Go through the listing below and count the lines with "async" in them. Only the count is needed.

(MATERIAL SHOWN Opens)

//! Client registry implementation

use std::collections::HashMap;
use std::sync::atomic::{AtomicU64, Ordering};

use tokio::sync::RwLock;

use super::client::{pair, ClientId, ClientSink, ClientStream};

/// Default number of chunks buffered per listener
pub const DEFAULT_CLIENT_BUFFER: usize = 1024;

/// Registry of connected listeners
///
/// Owned by the engine and shared with the transport layer through `Arc`.
/// Entries are removed exactly once: by `unregister` or by fan-out pruning.
pub struct ClientRegistry {
    /// Map of connection id to open sink
    pub(super) clients: RwLock<HashMap<ClientId, ClientSink>>,

    /// Next connection id to allocate
    next_id: AtomicU64,

    /// Per-listener buffer depth in chunks
    buffer_chunks: usize,
}

impl ClientRegistry {
    /// Create a registry with the default listener buffer depth
    pub fn new() -> Self {
        Self::with_buffer(DEFAULT_CLIENT_BUFFER)
    }

    /// Create a registry buffering up to `chunks` chunks per listener
    pub fn with_buffer(chunks: usize) -> Self {
        Self {
            clients: RwLock::new(HashMap::new()),
            next_id: AtomicU64::new(1),
            buffer_chunks: chunks.max(1),
        }
    }

    /// Register a new listener
    ///
    /// The returned stream is immediately eligible for fan-out writes; it
    /// simply receives nothing until a broadcast is live.
    pub async fn register(&self) -> (ClientId, ClientStream) {
        let id = ClientId::new(self.next_id.fetch_add(1, Ordering::Relaxed));
        let (sink, stream) = pair(id, self.buffer_chunks);

        let mut clients = self.clients.write().await;
        clients.insert(id, sink);

        tracing::info!(client = %id, clients = clients.len(), "Client registered");

        (id, stream)
    }

    /// Remove a listener; no-op if it is already gone
    ///
    /// Returns whether an entry was removed.
    pub async fn unregister(&self, id: ClientId) -> bool {
        let removed = self.clients.write().await.remove(&id).is_some();

        if removed {
            tracing::info!(client = %id, "Closing connection");
        }

        removed
    }

    /// Check whether a listener is registered
    pub async fn contains(&self, id: ClientId) -> bool {
        self.clients.read().await.contains_key(&id)
    }

    /// Identifiers of all registered listeners
    pub async fn ids(&self) -> Vec<ClientId> {
        let mut ids: Vec<ClientId> = self.clients.read().await.keys().copied().collect();
        ids.sort();
        ids
    }

    /// Number of registered listeners
    pub async fn len(&self) -> usize {
        self.clients.read().await.len()
    }

    /// Whether no listener is registered
    pub async fn is_empty(&self) -> bool {
        self.clients.read().await.is_empty()
    }
}

impl Default for ClientRegistry {
    fn default() -> Self {
        Self::new()
    }
}

#[cfg(test)]
mod tests {
    use super::*;

    #[tokio::test]
    async fn test_register_allocates_unique_ids() {
        let registry = ClientRegistry::new();

        let (a, stream_a) = registry.register().await;
        let (b, stream_b) = registry.register().await;

        assert_ne!(a, b);
        assert_eq!(stream_a.id(), a);
        assert_eq!(stream_b.id(), b);
        assert_eq!(registry.len().await, 2);
        assert_eq!(registry.ids().await, vec![a, b]);
    }

    #[tokio::test]
    async fn test_unregister_is_idempotent() {
        let registry = ClientRegistry::new();
        let (id, _stream) = registry.register().await;

        assert!(registry.unregister(id).await);
        assert!(!registry.unregister(id).await);
        assert!(!registry.contains(id).await);
        assert!(registry.is_empty().await);
    }

    #[tokio::test]
    async fn test_ids_not_reused() {
        let registry = ClientRegistry::new();

        let (first, _) = registry.register().await;
        registry.unregister(first).await;
        let (second, _) = registry.register().await;

        assert!(second > first);
    }
}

(MATERIAL SHOWN Closes)

▸ **YOUR SOLUTION**: 9